You are viewing a plain text version of this content. The canonical link for it is here.
Posted to dev@pig.apache.org by Alan Gates <ga...@yahoo-inc.com> on 2008/05/27 18:47:34 UTC
Re: [Pig Wiki] Update of "PlanTestingHelper" by PiSong

Pi, this looks great.  Pradeep, I think you might be able to use this 
for the combiner testing you need to add.

Alan.

Apache Wiki wrote:
> Dear Wiki user,
>
> You have subscribed to a wiki page or wiki category on "Pig Wiki" for change notification.
>
> The following page has been changed by PiSong:
> http://wiki.apache.org/pig/PlanTestingHelper
>
> New page:
> = Plan Testing Helper =
>
> This is a small utility that I developed for testing my type checking logic.

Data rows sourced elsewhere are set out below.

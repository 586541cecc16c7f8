//! Small filesystem helpers shared by the applicator and rollback.

use std::fs;
use std::io::{self, Write};
use std::path::{Component, Path, PathBuf};

/// Replace `path` with `data` through a temp file in the same directory.
/// Existing permission bits are kept; new files get 0644.
pub fn write_atomic(path: &Path, data: &[u8]) -> io::Result<()> {
    let dir = match path.parent() {
        Some(p) if !p.as_os_str().is_empty() => p,
        _ => Path::new("."),
    };
    fs::create_dir_all(dir)?;

    let existing_mode = fs::metadata(path).ok().map(|m| mode_of(&m));

    let tmp = tempfile::NamedTempFile::new_in(dir)?;
    {
        let mut file = tmp.as_file();
        file.write_all(data)?;
        file.sync_all()?;
    }
    set_mode(tmp.path(), existing_mode.unwrap_or(0o644))?;

    tmp.persist(path).map_err(|e| e.error)?;
    Ok(())
}

/// Unix permission bits, or 0 where there are none.
#[cfg(unix)]
pub fn mode_of(meta: &fs::Metadata) -> u32 {
    use std::os::unix::fs::PermissionsExt;
    meta.permissions().mode() & 0o7777
}

#[cfg(not(unix))]
pub fn mode_of(_meta: &fs::Metadata) -> u32 {
    0
}

#[cfg(unix)]
pub fn set_mode(path: &Path, mode: u32) -> io::Result<()> {
    use std::os::unix::fs::PermissionsExt;
    if mode == 0 {
        return Ok(());
    }
    fs::set_permissions(path, fs::Permissions::from_mode(mode))
}

#[cfg(not(unix))]
pub fn set_mode(_path: &Path, _mode: u32) -> io::Result<()> {
    Ok(())
}

/// Join a repository-relative path onto `root`, refusing absolute paths and
/// `..` components. `None` means the path would escape the root.
pub fn join_relative(root: &Path, rel: &str) -> Option<PathBuf> {
    let rel_path = Path::new(rel);
    if rel.is_empty() || rel_path.is_absolute() {
        return None;
    }
    let escapes = rel_path.components().any(|c| {
        matches!(
            c,
            Component::ParentDir | Component::RootDir | Component::Prefix(_)
        )
    });
    if escapes {
        return None;
    }
    Some(root.join(rel_path))
}

/// Canonical spelling of a repository-relative path: `.` components and
/// repeated or backward separators are dropped, so `./src//a.rs` and
/// `src/a.rs` compare equal.
pub fn normalize_relative(rel: &str) -> String {
    rel.split(['/', '\\'])
        .filter(|part| !part.is_empty() && *part != ".")
        .collect::<Vec<_>>()
        .join("/")
}

/// Forward-slash form of a path relative to `root`.
pub fn relative_slash(root: &Path, full: &Path) -> Option<String> {
    let rel = full.strip_prefix(root).ok()?;
    let parts: Vec<String> = rel
        .components()
        .map(|c| c.as_os_str().to_string_lossy().into_owned())
        .collect();
    Some(parts.join("/"))
}

#[cfg(test)]
mod tests {
    use super::*;

    #[test]
    fn test_normalize_relative() {
        assert_eq!(normalize_relative("./a.txt"), "a.txt");
        assert_eq!(normalize_relative("src//./lib.rs"), "src/lib.rs");
        assert_eq!(normalize_relative("src\\lib.rs"), "src/lib.rs");
        assert_eq!(normalize_relative("../x"), "../x");
    }

    #[test]
    fn test_write_atomic_creates_and_replaces() {
        let dir = tempfile::tempdir().unwrap();
        let path = dir.path().join("nested/out.txt");
        write_atomic(&path, b"one").unwrap();
        write_atomic(&path, b"two").unwrap();
        assert_eq!(fs::read_to_string(&path).unwrap(), "two");
    }

    #[cfg(unix)]
    #[test]
    fn test_write_atomic_keeps_mode() {
        let dir = tempfile::tempdir().unwrap();
        let path = dir.path().join("run.sh");
        fs::write(&path, "#!/bin/sh\n").unwrap();
        set_mode(&path, 0o755).unwrap();
        write_atomic(&path, b"#!/bin/sh\necho hi\n").unwrap();
        assert_eq!(mode_of(&fs::metadata(&path).unwrap()), 0o755);
    }

    #[test]
    fn test_join_relative_rejects_escape() {
        let root = Path::new("/repo");
        assert_eq!(join_relative(root, "src/a.rs"), Some(PathBuf::from("/repo/src/a.rs")));
        assert!(join_relative(root, "../etc/passwd").is_none());
        assert!(join_relative(root, "/etc/passwd").is_none());
        assert!(join_relative(root, "").is_none());
    }
}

I think it might be useful for other people as well so I have refactored a bit to make it more generic.
>
> == Use cases ==
> Here are steps that I do for type checking:-
>  * Construct a plan
>  * Run type-checking logic against the plan
>  * Construct the expected plan
>  * Compare structures of the actual plan and the expected plan.
>
> Here are steps that one might do for query parser:-
>  * Given a query string, construct the plan.

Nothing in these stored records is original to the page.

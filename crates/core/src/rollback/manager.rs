//! Creating, restoring and housekeeping rollback points.

use std::collections::BTreeSet;
use std::fs;
use std::path::{Path, PathBuf};
use std::sync::Arc;
use std::time::SystemTime;

use chrono::Duration;
use serde::{Deserialize, Serialize};
use tracing::{debug, info, instrument, warn};
use uuid::Uuid;

use super::snapshot::{capture_file, digest, walk_tree, FileState, RollbackPoint};
use super::store::RollbackStore;
use crate::clock::{Clock, SystemClock};
use crate::config::RollbackConfig;
use crate::errors::RollbackError;
use crate::fsio;
use crate::git::GitClient;

/// How a rollback brought the tree back.
#[derive(Debug, Clone, Copy, Serialize, Deserialize, PartialEq, Eq)]
#[serde(rename_all = "snake_case")]
pub enum RollbackMethod {
    VcsReset,
    FileRestore,
}

impl std::fmt::Display for RollbackMethod {
    fn fmt(&self, f: &mut std::fmt::Formatter<'_>) -> std::fmt::Result {
        match self {
            Self::VcsReset => write!(f, "vcs_reset"),
            Self::FileRestore => write!(f, "file_restore"),
        }
    }
}

/// What a successful rollback did.
#[derive(Debug, Clone, Serialize, Deserialize, PartialEq)]
pub struct RollbackReport {
    pub point_id: String,
    pub method: RollbackMethod,
    /// Files rewritten from the snapshot.
    pub restored: usize,
    /// Files deleted because they were absent at capture time.
    pub removed: usize,
    /// Files already identical to the snapshot.
    pub skipped: usize,
    pub errors: Vec<String>,
}

/// Owns the rollback registry and the on-disk backup layout.
pub struct RollbackManager {
    config: RollbackConfig,
    store: RollbackStore,
}

impl RollbackManager {
    pub fn new(config: RollbackConfig) -> Self {
        Self::with_clock(config, Arc::new(SystemClock))
    }

    pub fn with_clock(config: RollbackConfig, clock: Arc<dyn Clock>) -> Self {
        Self {
            config,
            store: RollbackStore::new(clock),
        }
    }

    pub fn config(&self) -> &RollbackConfig {
        &self.config
    }

    fn backup_root(&self, repo: &Path) -> PathBuf {
        repo.join(&self.config.backup_dir_name)
    }

    fn manifest_path(&self, repo: &Path, id: &str) -> PathBuf {
        self.backup_root(repo).join(format!("{}.json", id))
    }

    // -----------------------------------------------------------------------
    // Capture
    // -----------------------------------------------------------------------

    /// Snapshot every file of the working tree.
    pub fn create_rollback_point(
        &self,
        repo: &Path,
        branch: &str,
    ) -> Result<RollbackPoint, RollbackError> {
        self.create_rollback_point_for(repo, branch, &[])
    }

    /// Snapshot the working tree and additionally record each of `targets`
    /// that does not exist yet, so rollback deletes it.
    #[instrument(skip(self, targets), fields(repo = %repo.display()))]
    pub fn create_rollback_point_for(
        &self,
        repo: &Path,
        branch: &str,
        targets: &[String],
    ) -> Result<RollbackPoint, RollbackError> {
        if !repo.is_dir() {
            return Err(RollbackError::RepositoryNotFound(repo.display().to_string()));
        }

        let created_at = self.store.now();
        let id = format!(
            "rp_{}_{}",
            created_at.format("%Y%m%dT%H%M%S"),
            &Uuid::new_v4().simple().to_string()[..8]
        );
        let backup_dir = self.backup_root(repo).join(&id);
        fs::create_dir_all(&backup_dir)?;

        let (revision, dirty) = self.vcs_state(repo);

        let paths = walk_tree(repo, &self.config.backup_dir_name, &self.config.exclude)?;
        let mut files = Vec::with_capacity(paths.len() + targets.len());
        for rel in &paths {
            match capture_file(repo, rel, &backup_dir, self.config.inline_threshold_bytes) {
                Ok(state) => files.push(state),
                Err(e) => {
                    // Leave no half-written backup behind.
                    let _ = fs::remove_dir_all(&backup_dir);
                    return Err(e.into());
                }
            }
        }

        let captured: BTreeSet<&str> = paths.iter().map(String::as_str).collect();
        for target in targets {
            if !captured.contains(target.as_str()) && !repo.join(target).exists() {
                files.push(FileState::missing(target, created_at));
            }
        }

        let point = RollbackPoint {
            id,
            repo_path: repo.to_path_buf(),
            branch: branch.to_string(),
            revision,
            dirty,
            created_at,
            backup_dir,
            files,
        };

        self.persist_manifest(&point)?;
        self.store.insert(point.clone());

        info!(
            id = %point.id,
            files = point.files.len(),
            bytes = point.total_size(),
            revision = ?point.revision,
            dirty = point.dirty,
            "rollback point created"
        );
        Ok(point)
    }

    fn vcs_state(&self, repo: &Path) -> (Option<String>, bool) {
        let Ok(git) = GitClient::new(repo) else {
            debug!("not a git repository, snapshot is file-level only");
            return (None, false);
        };
        let revision = git.head_sha().unwrap_or_else(|e| {
            warn!(error = %e, "cannot read HEAD");
            None
        });
        let dirty = git.is_dirty(&self.config.backup_dir_name).unwrap_or_else(|e| {
            warn!(error = %e, "cannot read working tree status");
            true
        });
        (revision, dirty)
    }

    fn persist_manifest(&self, point: &RollbackPoint) -> Result<(), RollbackError> {
        let json = serde_json::to_vec_pretty(point)?;
        fsio::write_atomic(&self.manifest_path(&point.repo_path, &point.id), &json)?;
        Ok(())
    }

    // -----------------------------------------------------------------------
    // Restore
    // -----------------------------------------------------------------------

    /// Roll back by ID.
    pub fn rollback_by_id(&self, id: &str) -> Result<RollbackReport, RollbackError> {
        let point = self
            .store
            .get(id)
            .ok_or_else(|| RollbackError::NotFound(id.to_string()))?;
        self.rollback(&point)
    }

    /// Bring the working tree back to `point`.
    ///
    /// A hard reset is used when the snapshot was taken on a clean tree at
    /// a known revision; anything else, including a failed reset, restores
    /// file by file.
    #[instrument(skip(self, point), fields(id = %point.id))]
    pub fn rollback(&self, point: &RollbackPoint) -> Result<RollbackReport, RollbackError> {
        if !point.repo_path.is_dir() {
            return Err(RollbackError::RepositoryNotFound(point.repo_path.display().to_string()));
        }

        if self.config.prefer_vcs_reset && !point.dirty {
            if let Some(revision) = point.revision.as_deref() {
                match self.vcs_reset(point, revision) {
                    Ok(report) => return Ok(report),
                    Err(e) => warn!(error = %e, "vcs reset failed, restoring files"),
                }
            }
        }

        self.restore_files(point)
    }

    fn vcs_reset(
        &self,
        point: &RollbackPoint,
        revision: &str,
    ) -> Result<RollbackReport, RollbackError> {
        let git = GitClient::new(&point.repo_path)
            .map_err(|_| RollbackError::RevisionUnresolvable(revision.to_string()))?;
        git.hard_reset(revision)
            .map_err(|_| RollbackError::RevisionUnresolvable(revision.to_string()))?;
        let mut removed = git
            .clean_untracked(&self.config.backup_dir_name)
            .map_err(|e| RollbackError::Partial {
                restored: 0,
                failed: 1,
                errors: vec![e.to_string()],
            })?;

        // Ignored targets survive a clean.
        for state in point.files.iter().filter(|f| !f.exists) {
            let full = point.repo_path.join(&state.path);
            if fs::remove_file(&full).is_ok() {
                removed += 1;
                prune_empty_dirs(&point.repo_path, &full);
            }
        }

        // Ignored files are outside git's reach; verify them by digest.
        let drifted: Vec<&FileState> = point
            .files
            .iter()
            .filter(|f| f.exists && !matches_digest(&point.repo_path.join(&f.path), &f.hash))
            .collect();
        if !drifted.is_empty() {
            debug!(count = drifted.len(), "files differ after reset");
            return Err(RollbackError::Partial {
                restored: 0,
                failed: drifted.len(),
                errors: drifted
                    .iter()
                    .map(|f| format!("{}: differs after reset", f.path))
                    .collect(),
            });
        }

        let report = RollbackReport {
            point_id: point.id.clone(),
            method: RollbackMethod::VcsReset,
            restored: point.existing_file_count(),
            removed,
            skipped: 0,
            errors: Vec::new(),
        };
        info!(revision, removed, "rolled back via hard reset");
        Ok(report)
    }

    fn restore_files(&self, point: &RollbackPoint) -> Result<RollbackReport, RollbackError> {
        let repo = &point.repo_path;
        let mut report = RollbackReport {
            point_id: point.id.clone(),
            method: RollbackMethod::FileRestore,
            restored: 0,
            removed: 0,
            skipped: 0,
            errors: Vec::new(),
        };

        for state in &point.files {
            let full = repo.join(&state.path);
            if !state.exists {
                match fs::remove_file(&full) {
                    Ok(()) => {
                        report.removed += 1;
                        prune_empty_dirs(repo, &full);
                    }
                    Err(e) if e.kind() == std::io::ErrorKind::NotFound => {}
                    Err(e) => report.errors.push(format!("{}: {}", state.path, e)),
                }
                continue;
            }

            match restore_one(point, state, &full) {
                Ok(true) => report.restored += 1,
                Ok(false) => report.skipped += 1,
                Err(e) => report.errors.push(format!("{}: {}", state.path, e)),
            }
        }

        // Files created since the snapshot.
        let known: BTreeSet<&str> = point.files.iter().map(|f| f.path.as_str()).collect();
        match walk_tree(repo, &self.config.backup_dir_name, &self.config.exclude) {
            Ok(current) => {
                for rel in current.iter().filter(|p| !known.contains(p.as_str())) {
                    let full = repo.join(rel);
                    match fs::remove_file(&full) {
                        Ok(()) => {
                            report.removed += 1;
                            prune_empty_dirs(repo, &full);
                        }
                        Err(e) => report.errors.push(format!("{}: {}", rel, e)),
                    }
                }
            }
            Err(e) => report.errors.push(format!("walk: {}", e)),
        }

        if !report.errors.is_empty() {
            warn!(
                restored = report.restored,
                failed = report.errors.len(),
                "rollback incomplete"
            );
            return Err(RollbackError::Partial {
                restored: report.restored,
                failed: report.errors.len(),
                errors: report.errors,
            });
        }

        info!(
            restored = report.restored,
            removed = report.removed,
            skipped = report.skipped,
            "rolled back via file restore"
        );
        Ok(report)
    }

    // -----------------------------------------------------------------------
    // Housekeeping
    // -----------------------------------------------------------------------

    /// Check that `point` can still be restored.
    pub fn validate_rollback_point(&self, point: &RollbackPoint) -> Result<(), RollbackError> {
        if !point.repo_path.is_dir() {
            return Err(RollbackError::RepositoryNotFound(point.repo_path.display().to_string()));
        }
        if !point.backup_dir.is_dir() {
            return Err(RollbackError::BackupMissing(point.backup_dir.display().to_string()));
        }
        if let Some(revision) = point.revision.as_deref() {
            let resolvable = GitClient::new(&point.repo_path)
                .map(|git| git.revision_exists(revision))
                .unwrap_or(false);
            if !resolvable {
                return Err(RollbackError::RevisionUnresolvable(revision.to_string()));
            }
        }
        Ok(())
    }

    pub fn list_rollback_points(&self) -> Vec<RollbackPoint> {
        self.store.list()
    }

    pub fn get_rollback_point(&self, id: &str) -> Option<RollbackPoint> {
        self.store.get(id)
    }

    /// Remove the backup directory, the manifest and the registry entry.
    pub fn delete_rollback_point(&self, id: &str) -> Result<(), RollbackError> {
        let point = self
            .store
            .remove(id)
            .ok_or_else(|| RollbackError::NotFound(id.to_string()))?;

        remove_if_exists(fs::remove_dir_all(&point.backup_dir))?;
        remove_if_exists(fs::remove_file(self.manifest_path(&point.repo_path, &point.id)))?;
        info!(id, "rollback point deleted");
        Ok(())
    }

    /// Delete every point older than `max_age`. Returns how many went.
    pub fn cleanup_old_rollback_points(&self, max_age: Duration) -> usize {
        let Some(cutoff) = self.store.now().checked_sub_signed(max_age) else {
            return 0;
        };
        let mut removed = 0;
        for id in self.store.ids_older_than(cutoff) {
            match self.delete_rollback_point(&id) {
                Ok(()) => removed += 1,
                Err(e) => warn!(id = %id, error = %e, "failed to delete old rollback point"),
            }
        }
        info!(removed, "old rollback points cleaned up");
        removed
    }

    /// Register manifests left under `repo` by earlier processes. Returns
    /// how many were added.
    pub fn load_persisted(&self, repo: &Path) -> Result<usize, RollbackError> {
        let root = self.backup_root(repo);
        if !root.is_dir() {
            return Ok(0);
        }

        let mut loaded = 0;
        for entry in fs::read_dir(&root)? {
            let path = entry?.path();
            if path.extension().and_then(|e| e.to_str()) != Some("json") {
                continue;
            }
            let point: RollbackPoint = match fs::read(&path)
                .map_err(RollbackError::from)
                .and_then(|bytes| serde_json::from_slice(&bytes).map_err(RollbackError::from))
            {
                Ok(point) => point,
                Err(e) => {
                    warn!(path = %path.display(), error = %e, "skipping unreadable manifest");
                    continue;
                }
            };
            if self.store.insert_if_absent(point) {
                loaded += 1;
            }
        }
        debug!(loaded, "persisted rollback points loaded");
        Ok(loaded)
    }
}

>  * Construct the expected plan
>  * Compare two plans
>
> Here for testing plan optimizer:-
>  * Construct a plan
>  * Run optimizer
>  * Construct the expected plan
>  * Compare structures of the actual plan and the expected plan.
>
> == What can be facilitated? ==
> So there are two common bits from above use cases:-
>  1. Construct the expected plan
>  1. Compare two plans
>
> == Construct a plan ==
>
> ==== What is Dot Language? ====
> Dot language is a text graph description language. There are three main object types: node, edge, and graph. All of them can have custom attributes.
>
> ==== Sample Dot graph ====
> {{{
> digraph plan1 {
>     
>     load [color="black"]
>
>     load -> distinct -> split -> splitOut1 [style=dotted] ;
>     split -> splitOut2 ;
>     splitOut1 -> cross ;
>     splitOut2 -> cross ;
> }
> }}}
>
> '''Note''': "digraph" dictates that this is a description of directed graph which is the domain we're interested in.
>
> '''Note''': "load [color="black"]" is attaching an attribute to the node. This is optional.
>
> By extending Dot a bit, we can encode our logical plan in the following format:-
>
> {{{
> digraph graph1 {
>
>     load 	[key="114", type="LOLoad", schema="field1: int, field2: float"] ;
>     distinct 	[key="115", type="LODistinct", schema="field1: int, field2: float"] ;
>     split 	[key="116", type="LOSplit", schema="field1: int, field2: float"] ;
>     splitout1 	[key="117", type="LOForEach", schema="field1: int, field2: float"] ;
>     splitout2 	[key="117", type="LOForEach", schema="field1: int, field2: float"] 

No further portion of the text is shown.